• Problem: From the entries below, please gather each line containing the string "heading".

(Recorded data)
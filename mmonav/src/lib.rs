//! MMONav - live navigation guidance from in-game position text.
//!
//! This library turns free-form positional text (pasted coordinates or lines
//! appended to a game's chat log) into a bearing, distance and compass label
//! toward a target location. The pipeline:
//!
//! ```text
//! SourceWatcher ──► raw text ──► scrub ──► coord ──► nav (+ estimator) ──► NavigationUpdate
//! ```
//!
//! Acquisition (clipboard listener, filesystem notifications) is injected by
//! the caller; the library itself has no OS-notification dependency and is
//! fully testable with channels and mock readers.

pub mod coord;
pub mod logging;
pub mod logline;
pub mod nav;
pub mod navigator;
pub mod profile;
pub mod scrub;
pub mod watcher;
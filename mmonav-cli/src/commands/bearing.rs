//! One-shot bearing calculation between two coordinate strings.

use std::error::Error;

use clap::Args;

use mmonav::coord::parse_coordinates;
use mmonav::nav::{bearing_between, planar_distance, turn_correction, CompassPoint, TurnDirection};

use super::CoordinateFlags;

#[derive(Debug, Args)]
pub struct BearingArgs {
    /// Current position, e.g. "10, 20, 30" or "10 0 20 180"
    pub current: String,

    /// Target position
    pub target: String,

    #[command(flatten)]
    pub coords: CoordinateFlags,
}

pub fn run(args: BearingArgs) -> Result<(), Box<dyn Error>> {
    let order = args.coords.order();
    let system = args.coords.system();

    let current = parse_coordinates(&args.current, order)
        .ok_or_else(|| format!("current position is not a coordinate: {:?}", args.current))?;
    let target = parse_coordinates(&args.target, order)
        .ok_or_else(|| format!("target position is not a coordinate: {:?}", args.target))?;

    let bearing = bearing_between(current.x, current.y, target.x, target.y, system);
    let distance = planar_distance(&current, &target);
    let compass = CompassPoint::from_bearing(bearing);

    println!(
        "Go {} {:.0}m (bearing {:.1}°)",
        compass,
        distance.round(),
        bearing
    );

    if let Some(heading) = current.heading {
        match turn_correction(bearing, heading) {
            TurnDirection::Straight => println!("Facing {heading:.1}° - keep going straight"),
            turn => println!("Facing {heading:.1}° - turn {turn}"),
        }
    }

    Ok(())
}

• Written response:
    if let Some(heading) = current.heading {
        match turn_correction(bearing, heading) {
            TurnDirection::Straight => println!("Facing {heading:.1}° - keep going straight"),
            turn => println!("Facing {heading:.1}° - turn {turn}"),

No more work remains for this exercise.